Jakarta, FORTUNE - PT Bukit Uluwatu Villa Tbk (BUVA), terancam delisting dari Bursa Efek Indonesia (BEI). Perusahaan juga berencana menjual sebagian aset akibat kinerja keuangan yang terus memburuk selama pandemi, untuk kebutuhan pembayaran utang, annual listing fee dan audit.
Sebagai catatan, BEI telah menyuspensi saham BUVA selama enam bulan. Pada 16 Juli 2023, pembekuan perdagangan itu akan memasuki bulan ke-24.
Dalam keterbukaan informasi kepada BEI, Senin (21/2), BUVA mengaku begitu terpukul sejak pandemi Covid-19 sehingga nilai penjualan anjlok dari Rp612,7 miliar pada 2019, Rp67,9 miliar pada 2020 atau turun 88,92 persen dan Rp61,4 miliar pada 2021 yang juga melemah 9,55 persen. Penyebabnya yak lain karena tingkat hunian hotel yang begitu rendah di Bali dan DKI Jakarta.
Ketidakpastian itu masih akan berlangsung sampai tahun ini. “Sangat sulit bagi kami untuk memberikan gambaran kinerja dalam satu tahun ke depan pada saat ini karena akan sangat tergantung kepada perkembangan pandemi dan waktu yang diperlukan untuk pemulihan,” jelas Corporate Secretary BUVA, Benita Sofia.
Menjual aset demi bayar kewajiban
Selain masalah keuangan dan, emiten hotel Franky Tjahyadikarta itu juga dikenakan sanksi administratif senilai 150 juta akibat belum menyetorkan laporan keuangan kuartal ketiga 2021.
Namun, BUVA sendiri mengaku belum bisa memenuhi seluruh kewajiban kepada pemangku kepentingan secara lancar dan harus menyesuaikan dengan arus kas yang ada.
“Kami prioritaskan kebutuhan pembayaran untuk kelangsungan operasi dari hotel-hotel kami,” jelas Benita.
Saat ini, ada empat hotel BUVA yang masih beroperasi, yakni Alila Villas Uluwatu, Alila Ubud, Alila Manggis di Bali; serta Alila SCBD di Jakarta. Adapun entitas anak yang masih berupa proyek, yaitu Bintan (PT Bukit Lagoi Villa) dan condotel The Cliff (PT Bukit Nusa Harapan).

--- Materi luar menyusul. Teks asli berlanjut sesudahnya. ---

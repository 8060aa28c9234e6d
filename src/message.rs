//! Byte collections with cheap header and fragmentation operations.

use std::collections::VecDeque;

mod chunk;
pub use chunk::Chunk;

/// A byte container built for protocol work.
///
/// Sends arrive as a gather-list of buffers and leave as wire frames;
/// prepending a header or carving off the next fragment should not copy
/// the payload. A message is a queue of shared chunks with a cached
/// length, so [`Message::header`], [`Message::concatenate`], and
/// [`Message::cut`] all run without touching the payload bytes.
#[derive(Debug, Clone, Default)]
pub struct Message {
    chunks: VecDeque<Chunk>,
    len: usize,
}

impl Message {
    /// Creates a message holding the given bytes.
    pub fn new(body: impl Into<Chunk>) -> Self {
        let body = body.into();
        let len = body.len();
        let mut chunks = VecDeque::with_capacity(1);
        chunks.push_back(body);
        Self { chunks, len }
    }

    /// Prepends the given bytes to the front of the message.
    pub fn header(&mut self, header: impl Into<Chunk>) {
        let header = header.into();
        self.len += header.len();
        self.chunks.push_front(header);
    }

    /// Appends another message, forming a gather-list without copying.
    pub fn concatenate(&mut self, other: Message) {
        self.len += other.len;
        self.chunks.extend(other.chunks);
    }

    /// Removes the first `len` bytes and returns them as a new message.
    ///
    /// The byte at the split point may end up shared between the two
    /// messages' backing chunks; neither side can observe the other.
    ///
    /// # Panics
    ///
    /// Panics if `len` exceeds the message length.
    pub fn cut(&mut self, len: usize) -> Self {
        assert!(len <= self.len);
        self.len -= len;

        let mut cut = VecDeque::new();
        let mut remaining = len;
        while remaining > 0 {
            // The assert above guarantees a front chunk exists here.
            let mut head = match self.chunks.pop_front() {
                Some(head) => head,
                None => break,
            };
            if head.len() <= remaining {
                remaining -= head.len();
                cut.push_back(head);
            } else {
                cut.push_back(head.split_front(remaining));
                remaining = 0;
                self.chunks.push_front(head);
            }
        }

        Self { chunks: cut, len }
    }

    /// The number of bytes in the message.
    pub fn len(&self) -> usize {
        self.len
    }

    /// Whether the message contains no bytes.
    pub fn is_empty(&self) -> bool {
        self.len == 0
    }

    /// Iterates over every byte of the message in order.
    pub fn iter(&self) -> impl Iterator<Item = u8> + '_ {
        self.chunks
            .iter()
            .flat_map(|chunk| chunk.as_slice().iter().copied())
    }

    /// Copies the message out into a contiguous vector.
    pub fn to_vec(&self) -> Vec<u8> {
        let mut out = Vec::with_capacity(self.len);
        for chunk in &self.chunks {
            out.extend_from_slice(chunk.as_slice());
        }
        out
    }
}

impl PartialEq for Message {
    fn eq(&self, other: &Self) -> bool {
        self.len == other.len && self.iter().eq(other.iter())
    }
}

impl Eq for Message {}

impl From<Vec<u8>> for Message {
    fn from(value: Vec<u8>) -> Self {
        Message::new(value)
    }
}

impl From<&[u8]> for Message {
    fn from(value: &[u8]) -> Self {
        Message::new(value)
    }
}

impl<const N: usize> From<[u8; N]> for Message {
    fn from(value: [u8; N]) -> Self {
        Message::new(value.as_slice())
    }
}

impl From<&str> for Message {
    fn from(value: &str) -> Self {
        Message::new(value.as_bytes())
    }
}

#[cfg(test)]
mod tests {
    use super::*;

    #[test]
    fn basic() {
        let message = Message::new(b"body".as_slice());
        assert_eq!(message.len(), 4);
        assert_eq!(message.to_vec(), b"body");
    }

    #[test]
    fn header_then_iter() {
        let mut message = Message::new(b"body".as_slice());
        message.header(b"head".as_slice());
        assert_eq!(message.len(), 8);
        assert!(message.iter().eq(b"headbody".iter().copied()));
    }

    #[test]
    fn concatenate_gather_list() {
        let mut message = Message::new(b"one ".as_slice());
        message.concatenate(Message::new(b"two ".as_slice()));
        message.concatenate(Message::new(b"three".as_slice()));
        assert_eq!(message.to_vec(), b"one two three");
    }

    #[test]
    fn cut_within_chunk() {
        let mut rest = Message::new(b"Hello, world".as_slice());
        let front = rest.cut(5);
        assert_eq!(front.to_vec(), b"Hello");
        assert_eq!(rest.to_vec(), b", world");
    }

    #[test]
    fn cut_across_chunks() {
        let mut rest = Message::new(b"fragments".as_slice());
        rest.header(b"many ".as_slice());
        let front = rest.cut(7);
        assert_eq!(front.to_vec(), b"many fr");
        assert_eq!(rest.to_vec(), b"agments");
    }

    #[test]
    fn cut_everything() {
        let mut rest = Message::new(b"all".as_slice());
        let front = rest.cut(3);
        assert_eq!(front.to_vec(), b"all");
        assert!(rest.is_empty());
    }

    #[test]
    fn cut_nothing() {
        let mut rest = Message::new(b"all".as_slice());
        let front = rest.cut(0);
        assert!(front.is_empty());
        assert_eq!(rest.to_vec(), b"all");
    }

    #[test]
    fn empty_message() {
        let message = Message::new(Vec::new());
        assert!(message.is_empty());
        assert_eq!(message.to_vec(), Vec::<u8>::new());
    }

    #[test]
    fn repeated_cut_as_fragmentation() {
        let body: Vec<u8> = (0u16..1000).map(|i| i as u8).collect();
        let mut rest = Message::new(body.clone());
        let mut rebuilt = Vec::new();
        while !rest.is_empty() {
            let take = rest.len().min(300);
            rebuilt.extend(rest.cut(take).to_vec());
        }
        assert_eq!(rebuilt, body);
    }
}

Demi memenuhi kewajiban, BUVA juga akan menjual aset pada kuartal kedua 2022. Nantinya, dana yang terhimpun dari transaksi itu akan digunakan untuk membayar pinjaman bank, annual listing fee, dan audit.
Kendala dalam pemulihan kinerja
Di tengah upaya pemulihan, BUVA harus berhadapan dengan kendala utama: tingkat hunian hotel yang sangat rendah—hanya 12–14 persen pada 2021. Hal ini tak lepas dari banyaknya pembatasan mobilitas yang menyebabkan wisatawan asing sulit mengunjungi Indonesia di tengah pandemi, mengingat mereka adalah konsumen utama perseroan.
Guna menyikapi kondisi itu, BUVA mengklaim telah melakukan langkah-langkah berikut:
- Melakukan upaya pemasaran secara terfokus, inovatif, dan efisien.
- Mengurangi biaya operasi, termasuk biaya tenaga kerja.
- Menunda pengeluaran modal.
- Mengatur modal kerja yang sangat minim dengan baik.
“Semua pemegang saham mayoritas dan/atau pengendali masih berkomitmen terhadap kelangsungan usaha perseroan,” imbuh Benita.